◆ Your task ◆
Among the lines of the records below, count those with the word "BoxFuture". Reply with that number alone.

◆ Data records ◆
────────────────────────────────────────

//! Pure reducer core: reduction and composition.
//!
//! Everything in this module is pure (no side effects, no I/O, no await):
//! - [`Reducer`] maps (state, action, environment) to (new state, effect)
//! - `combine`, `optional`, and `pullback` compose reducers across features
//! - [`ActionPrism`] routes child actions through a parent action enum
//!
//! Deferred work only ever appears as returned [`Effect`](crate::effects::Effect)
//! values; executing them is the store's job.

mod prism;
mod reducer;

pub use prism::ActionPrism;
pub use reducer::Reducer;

────────────────────────────────────────

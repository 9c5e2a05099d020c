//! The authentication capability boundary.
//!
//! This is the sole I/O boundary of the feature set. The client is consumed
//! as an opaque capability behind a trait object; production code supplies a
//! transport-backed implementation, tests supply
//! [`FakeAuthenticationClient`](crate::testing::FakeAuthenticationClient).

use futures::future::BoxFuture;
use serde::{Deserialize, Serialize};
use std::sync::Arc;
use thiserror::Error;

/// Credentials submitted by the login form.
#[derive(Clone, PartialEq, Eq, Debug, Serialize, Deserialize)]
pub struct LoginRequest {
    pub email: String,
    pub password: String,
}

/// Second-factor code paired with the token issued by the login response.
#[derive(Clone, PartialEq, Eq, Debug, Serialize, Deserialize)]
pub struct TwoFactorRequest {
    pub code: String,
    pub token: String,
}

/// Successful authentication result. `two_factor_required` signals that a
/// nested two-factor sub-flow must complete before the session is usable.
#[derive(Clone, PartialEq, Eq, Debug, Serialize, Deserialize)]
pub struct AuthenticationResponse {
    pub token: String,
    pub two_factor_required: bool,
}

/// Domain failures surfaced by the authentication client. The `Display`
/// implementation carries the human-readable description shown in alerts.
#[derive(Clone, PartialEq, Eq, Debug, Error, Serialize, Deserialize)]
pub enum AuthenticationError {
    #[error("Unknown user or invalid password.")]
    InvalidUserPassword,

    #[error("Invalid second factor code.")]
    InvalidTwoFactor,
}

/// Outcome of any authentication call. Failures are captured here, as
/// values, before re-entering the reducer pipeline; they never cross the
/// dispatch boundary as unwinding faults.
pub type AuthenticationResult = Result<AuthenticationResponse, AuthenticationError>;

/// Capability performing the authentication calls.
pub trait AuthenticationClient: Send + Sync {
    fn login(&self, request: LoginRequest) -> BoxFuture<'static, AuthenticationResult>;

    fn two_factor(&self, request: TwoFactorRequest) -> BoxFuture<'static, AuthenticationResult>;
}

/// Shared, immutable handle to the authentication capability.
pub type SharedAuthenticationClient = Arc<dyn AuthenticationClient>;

────────────────────────────────────────

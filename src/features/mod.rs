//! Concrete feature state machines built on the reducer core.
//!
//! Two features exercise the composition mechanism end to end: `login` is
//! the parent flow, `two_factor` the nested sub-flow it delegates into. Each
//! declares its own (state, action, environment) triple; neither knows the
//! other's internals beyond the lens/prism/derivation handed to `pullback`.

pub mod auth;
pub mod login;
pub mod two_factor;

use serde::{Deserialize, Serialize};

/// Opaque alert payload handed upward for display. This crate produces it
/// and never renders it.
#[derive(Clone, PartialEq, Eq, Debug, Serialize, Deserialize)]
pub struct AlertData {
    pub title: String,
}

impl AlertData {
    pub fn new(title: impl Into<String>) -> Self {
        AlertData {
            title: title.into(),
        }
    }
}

────────────────────────────────────────

◆ Response below ◆
3